Source material:

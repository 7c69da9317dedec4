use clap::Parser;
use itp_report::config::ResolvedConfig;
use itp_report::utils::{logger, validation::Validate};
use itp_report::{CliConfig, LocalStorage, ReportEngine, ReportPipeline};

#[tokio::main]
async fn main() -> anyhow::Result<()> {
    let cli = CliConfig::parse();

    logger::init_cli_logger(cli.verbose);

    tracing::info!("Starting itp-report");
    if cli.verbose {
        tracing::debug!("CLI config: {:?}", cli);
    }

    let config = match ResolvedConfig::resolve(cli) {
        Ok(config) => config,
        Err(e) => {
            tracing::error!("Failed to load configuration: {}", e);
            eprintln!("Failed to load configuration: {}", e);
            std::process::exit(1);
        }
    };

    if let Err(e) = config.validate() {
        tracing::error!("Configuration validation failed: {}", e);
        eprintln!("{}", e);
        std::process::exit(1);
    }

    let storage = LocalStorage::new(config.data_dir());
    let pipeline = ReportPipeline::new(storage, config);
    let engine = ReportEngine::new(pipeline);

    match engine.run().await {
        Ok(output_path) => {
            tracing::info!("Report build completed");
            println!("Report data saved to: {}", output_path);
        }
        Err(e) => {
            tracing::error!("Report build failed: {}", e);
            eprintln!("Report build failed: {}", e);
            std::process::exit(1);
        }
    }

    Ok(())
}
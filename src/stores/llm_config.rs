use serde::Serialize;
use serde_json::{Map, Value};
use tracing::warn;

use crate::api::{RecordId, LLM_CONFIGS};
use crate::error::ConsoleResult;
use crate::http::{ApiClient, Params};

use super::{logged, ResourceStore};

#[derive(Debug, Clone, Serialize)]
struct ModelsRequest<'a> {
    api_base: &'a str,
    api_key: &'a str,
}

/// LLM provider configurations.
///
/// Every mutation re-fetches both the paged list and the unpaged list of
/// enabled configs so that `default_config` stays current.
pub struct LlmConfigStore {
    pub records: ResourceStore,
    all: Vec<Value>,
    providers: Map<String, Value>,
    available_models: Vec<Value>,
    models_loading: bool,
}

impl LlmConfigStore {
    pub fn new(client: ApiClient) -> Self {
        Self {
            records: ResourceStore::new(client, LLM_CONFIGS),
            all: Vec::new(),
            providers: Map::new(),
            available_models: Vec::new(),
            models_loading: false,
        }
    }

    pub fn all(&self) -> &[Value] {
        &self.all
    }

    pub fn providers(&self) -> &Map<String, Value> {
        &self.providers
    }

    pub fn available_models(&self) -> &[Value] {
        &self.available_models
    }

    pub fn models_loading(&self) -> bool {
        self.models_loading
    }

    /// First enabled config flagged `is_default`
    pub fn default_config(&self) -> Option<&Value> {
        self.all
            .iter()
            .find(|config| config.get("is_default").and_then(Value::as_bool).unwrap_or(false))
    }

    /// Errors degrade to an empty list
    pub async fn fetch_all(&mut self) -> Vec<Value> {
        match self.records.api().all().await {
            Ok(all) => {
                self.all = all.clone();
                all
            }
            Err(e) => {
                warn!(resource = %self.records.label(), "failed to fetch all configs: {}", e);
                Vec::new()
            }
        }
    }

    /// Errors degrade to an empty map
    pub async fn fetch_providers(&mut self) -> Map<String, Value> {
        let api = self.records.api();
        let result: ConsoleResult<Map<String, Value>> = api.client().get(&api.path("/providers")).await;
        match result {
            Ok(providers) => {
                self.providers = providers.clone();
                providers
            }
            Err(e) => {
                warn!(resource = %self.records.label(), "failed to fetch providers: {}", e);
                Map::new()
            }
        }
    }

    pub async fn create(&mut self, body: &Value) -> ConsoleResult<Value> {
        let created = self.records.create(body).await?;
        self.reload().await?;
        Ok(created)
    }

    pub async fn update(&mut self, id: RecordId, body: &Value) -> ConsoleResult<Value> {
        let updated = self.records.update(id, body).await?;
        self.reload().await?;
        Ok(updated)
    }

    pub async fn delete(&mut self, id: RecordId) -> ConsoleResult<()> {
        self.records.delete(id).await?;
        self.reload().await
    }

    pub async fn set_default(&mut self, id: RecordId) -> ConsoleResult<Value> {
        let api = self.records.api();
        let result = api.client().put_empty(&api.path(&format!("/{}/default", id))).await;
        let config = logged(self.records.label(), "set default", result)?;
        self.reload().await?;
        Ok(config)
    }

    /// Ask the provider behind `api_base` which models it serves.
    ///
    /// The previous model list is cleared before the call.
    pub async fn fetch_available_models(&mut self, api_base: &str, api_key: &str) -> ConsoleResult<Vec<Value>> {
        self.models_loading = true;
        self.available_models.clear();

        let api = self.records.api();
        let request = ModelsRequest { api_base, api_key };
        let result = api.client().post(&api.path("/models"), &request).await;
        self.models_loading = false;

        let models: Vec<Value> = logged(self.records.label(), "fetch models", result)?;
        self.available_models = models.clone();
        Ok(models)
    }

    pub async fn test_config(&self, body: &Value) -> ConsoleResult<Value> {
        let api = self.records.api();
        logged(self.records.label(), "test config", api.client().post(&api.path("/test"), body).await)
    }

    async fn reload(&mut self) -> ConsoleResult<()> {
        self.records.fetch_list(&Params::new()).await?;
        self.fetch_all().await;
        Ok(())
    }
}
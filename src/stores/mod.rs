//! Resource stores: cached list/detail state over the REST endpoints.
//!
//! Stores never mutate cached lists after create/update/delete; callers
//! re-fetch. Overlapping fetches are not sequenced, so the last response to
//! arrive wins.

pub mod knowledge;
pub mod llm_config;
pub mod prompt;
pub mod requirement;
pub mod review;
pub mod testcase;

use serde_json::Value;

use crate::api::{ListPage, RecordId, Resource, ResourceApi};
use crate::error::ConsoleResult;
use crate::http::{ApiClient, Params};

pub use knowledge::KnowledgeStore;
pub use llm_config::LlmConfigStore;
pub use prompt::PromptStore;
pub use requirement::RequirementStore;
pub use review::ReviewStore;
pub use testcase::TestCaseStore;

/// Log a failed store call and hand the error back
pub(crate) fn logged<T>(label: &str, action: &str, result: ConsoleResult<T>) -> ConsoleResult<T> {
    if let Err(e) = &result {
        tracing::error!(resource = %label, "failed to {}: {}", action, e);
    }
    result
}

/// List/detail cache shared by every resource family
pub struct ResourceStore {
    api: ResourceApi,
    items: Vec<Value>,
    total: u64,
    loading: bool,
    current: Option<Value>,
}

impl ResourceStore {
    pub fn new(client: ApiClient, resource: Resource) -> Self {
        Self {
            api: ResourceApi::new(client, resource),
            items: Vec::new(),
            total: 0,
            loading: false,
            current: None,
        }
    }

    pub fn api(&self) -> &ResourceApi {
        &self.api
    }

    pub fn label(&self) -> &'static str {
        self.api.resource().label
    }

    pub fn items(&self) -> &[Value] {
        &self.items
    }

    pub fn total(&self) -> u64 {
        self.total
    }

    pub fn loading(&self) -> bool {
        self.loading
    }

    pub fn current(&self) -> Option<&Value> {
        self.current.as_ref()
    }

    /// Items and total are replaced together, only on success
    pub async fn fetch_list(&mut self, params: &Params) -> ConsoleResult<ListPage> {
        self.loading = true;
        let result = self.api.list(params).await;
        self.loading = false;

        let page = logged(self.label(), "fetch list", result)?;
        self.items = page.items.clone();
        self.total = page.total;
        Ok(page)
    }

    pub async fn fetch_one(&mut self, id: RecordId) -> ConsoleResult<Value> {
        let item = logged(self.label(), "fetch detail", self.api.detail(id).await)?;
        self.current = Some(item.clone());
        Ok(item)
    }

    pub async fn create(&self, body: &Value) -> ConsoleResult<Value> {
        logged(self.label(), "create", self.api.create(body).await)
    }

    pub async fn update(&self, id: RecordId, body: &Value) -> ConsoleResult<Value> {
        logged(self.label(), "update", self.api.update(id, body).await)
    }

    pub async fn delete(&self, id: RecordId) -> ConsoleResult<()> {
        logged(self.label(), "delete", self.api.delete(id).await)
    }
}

Exercise directions: Return every line holding the word "ResourceApi" from the records.

Written answer:
use crate::api::{ListPage, RecordId, Resource, ResourceApi};
    api: ResourceApi,
            api: ResourceApi::new(client, resource),
    pub fn api(&self) -> &ResourceApi {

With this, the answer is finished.